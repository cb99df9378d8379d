use std::ffi::OsStr;
use std::path::Path;

use anyhow::{Context, Result};
use tracing::info;

use super::{Archive, ArchiveHandle, Status};
use crate::config::Config;
use crate::exec::{Command, CommandSpec, ProcessRunner, ToolRunner};
use crate::listing::LinePattern;
use crate::listing::names::bytes_to_os;

/// Archiver used when the configuration names none.
pub const DEFAULT_ARCHIVER: &str = "archiver_name";

/// Plugin for any archiver following the `l`/`r`/`w`/`d` convention.
///
/// Settings, from the `[generic]` section of the host ini file:
///
/// - `archiver`: executable to run
/// - `pattern`: listing regex overriding [`LinePattern::DEFAULT`]
///
/// Directories cannot be created or removed explicitly.
pub struct GenericArchive {
    handle: ArchiveHandle,
}

impl GenericArchive {
    pub fn open_with(path: &Path, config: Config, runner: Box<dyn ToolRunner>) -> Result<Self> {
        let executable = config.get("archiver").unwrap_or(DEFAULT_ARCHIVER).to_string();
        let pattern = match config.get("pattern") {
            Some(pattern) => LinePattern::new(pattern).context("invalid `pattern' option")?,
            None => LinePattern::default(),
        };

        let handle = ArchiveHandle::open_with(path, CommandSpec::new(executable), &pattern, runner)?
            .with_config(config);
        Ok(Self { handle })
    }
}

fn not_found(stored: &OsStr) -> Status {
    eprintln!("{}: no such file in archive", stored.to_string_lossy());
    Status::Failure
}

impl Archive for GenericArchive {
    const NAME: &'static str = "Generic";
    const CONFIG_KEYS: &'static [&'static str] = &["archiver", "pattern"];

    fn open(path: &Path, config: Config) -> Result<Self> {
        Self::open_with(path, config, Box::new(ProcessRunner))
    }

    fn handle(&self) -> &ArchiveHandle {
        &self.handle
    }

    fn copy_out(&self, stored: &OsStr, dst: &Path) -> Result<Status> {
        let done = self
            .handle
            .invoke_on_member(Command::Read, stored, Some(dst.as_os_str()))?;
        Ok(done.map_or_else(|| not_found(stored), |_| Status::Success))
    }

    fn copy_in(&self, stored: &OsStr, src: &Path) -> Result<Status> {
        // Replacing an existing member must address its real name.
        let target = match self.handle.real_name(stored) {
            Some(real) => bytes_to_os(real),
            None => stored.to_os_string(),
        };
        self.handle
            .invoke(Command::Write, Some(src.as_os_str()), Some(&target))?;
        Ok(Status::Success)
    }

    fn remove(&self, stored: &OsStr) -> Result<Status> {
        let done = self.handle.invoke_on_member(Command::Delete, stored, None)?;
        Ok(done.map_or_else(|| not_found(stored), |_| Status::Success))
    }

    fn run(&self, stored: &OsStr) -> Result<Status> {
        let Some(real) = self.handle.real_name(stored) else {
            return Ok(not_found(stored));
        };
        let real = bytes_to_os(real);

        let dir = tempfile::tempdir().context("failed to create temporary directory")?;
        let file_name = Path::new(&real)
            .file_name()
            .map(OsStr::to_os_string)
            .unwrap_or_else(|| "extfs-run".into());
        let local = dir.path().join(file_name);

        self.handle
            .invoke(Command::Read, Some(&real), Some(local.as_os_str()))?;
        make_executable(&local)?;

        info!(path = %local.display(), "running extracted member");
        let status = std::process::Command::new(&local)
            .status()
            .with_context(|| format!("failed to execute {}", local.display()))?;
        Ok(if status.success() {
            Status::Success
        } else {
            Status::Failure
        })
    }
}

#[cfg(unix)]
fn make_executable(path: &Path) -> Result<()> {
    use std::os::unix::fs::PermissionsExt;

    let mut perms = std::fs::metadata(path)
        .with_context(|| format!("archiver did not extract {}", path.display()))?
        .permissions();
    perms.set_mode(perms.mode() | 0o700);
    std::fs::set_permissions(path, perms)?;
    Ok(())
}

#[cfg(not(unix))]
fn make_executable(path: &Path) -> Result<()> {
    std::fs::metadata(path)
        .with_context(|| format!("archiver did not extract {}", path.display()))?;
    Ok(())
}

------------------------------------------------------------

▸ EXERCISE: Each line of the data must be returned exactly.

▸ RESPONSE:
repository cb99df9378d8379d
use std::ffi::OsStr;
use std::path::Path;

use anyhow::{Context, Result};
use tracing::info;

use super::{Archive, ArchiveHandle, Status};
use crate::config::Config;
use crate::exec::{Command, CommandSpec, ProcessRunner, ToolRunner};
use crate::listing::LinePattern;
use crate::listing::names::bytes_to_os;

/// Archiver used when the configuration names none.
pub const DEFAULT_ARCHIVER: &str = "archiver_name";

/// Plugin for any archiver following the `l`/`r`/`w`/`d` convention.
///
/// Settings, from the `[generic]` section of the host ini file:
///
/// - `archiver`: executable to run
/// - `pattern`: listing regex overriding [`LinePattern::DEFAULT`]
///
/// Directories cannot be created or removed explicitly.
pub struct GenericArchive {
    handle: ArchiveHandle,
}

impl GenericArchive {
    pub fn open_with(path: &Path, config: Config, runner: Box<dyn ToolRunner>) -> Result<Self> {
        let executable = config.get("archiver").unwrap_or(DEFAULT_ARCHIVER).to_string();
        let pattern = match config.get("pattern") {
            Some(pattern) => LinePattern::new(pattern).context("invalid `pattern' option")?,
            None => LinePattern::default(),
        };

        let handle = ArchiveHandle::open_with(path, CommandSpec::new(executable), &pattern, runner)?
            .with_config(config);
        Ok(Self { handle })
    }
}

fn not_found(stored: &OsStr) -> Status {
    eprintln!("{}: no such file in archive", stored.to_string_lossy());
    Status::Failure
}

impl Archive for GenericArchive {
    const NAME: &'static str = "Generic";
    const CONFIG_KEYS: &'static [&'static str] = &["archiver", "pattern"];

    fn open(path: &Path, config: Config) -> Result<Self> {
        Self::open_with(path, config, Box::new(ProcessRunner))
    }

    fn handle(&self) -> &ArchiveHandle {
        &self.handle
    }

    fn copy_out(&self, stored: &OsStr, dst: &Path) -> Result<Status> {
        let done = self
            .handle
            .invoke_on_member(Command::Read, stored, Some(dst.as_os_str()))?;
        Ok(done.map_or_else(|| not_found(stored), |_| Status::Success))
    }

    fn copy_in(&self, stored: &OsStr, src: &Path) -> Result<Status> {
        // Replacing an existing member must address its real name.
        let target = match self.handle.real_name(stored) {
            Some(real) => bytes_to_os(real),
            None => stored.to_os_string(),
        };
        self.handle
            .invoke(Command::Write, Some(src.as_os_str()), Some(&target))?;
        Ok(Status::Success)
    }

    fn remove(&self, stored: &OsStr) -> Result<Status> {
        let done = self.handle.invoke_on_member(Command::Delete, stored, None)?;
        Ok(done.map_or_else(|| not_found(stored), |_| Status::Success))
    }

    fn run(&self, stored: &OsStr) -> Result<Status> {
        let Some(real) = self.handle.real_name(stored) else {
            return Ok(not_found(stored));
        };
        let real = bytes_to_os(real);

        let dir = tempfile::tempdir().context("failed to create temporary directory")?;
        let file_name = Path::new(&real)
            .file_name()
            .map(OsStr::to_os_string)
            .unwrap_or_else(|| "extfs-run".into());
        let local = dir.path().join(file_name);

        self.handle
            .invoke(Command::Read, Some(&real), Some(local.as_os_str()))?;
        make_executable(&local)?;

        info!(path = %local.display(), "running extracted member");
        let status = std::process::Command::new(&local)
            .status()
            .with_context(|| format!("failed to execute {}", local.display()))?;
        Ok(if status.success() {
            Status::Success
        } else {
            Status::Failure
        })
    }
}

#[cfg(unix)]
fn make_executable(path: &Path) -> Result<()> {
    use std::os::unix::fs::PermissionsExt;

    let mut perms = std::fs::metadata(path)
        .with_context(|| format!("archiver did not extract {}", path.display()))?
        .permissions();
    perms.set_mode(perms.mode() | 0o700);
    std::fs::set_permissions(path, perms)?;
    Ok(())
}

#[cfg(not(unix))]
fn make_executable(path: &Path) -> Result<()> {
    std::fs::metadata(path)
        .with_context(|| format!("archiver did not extract {}", path.display()))?;
    Ok(())
}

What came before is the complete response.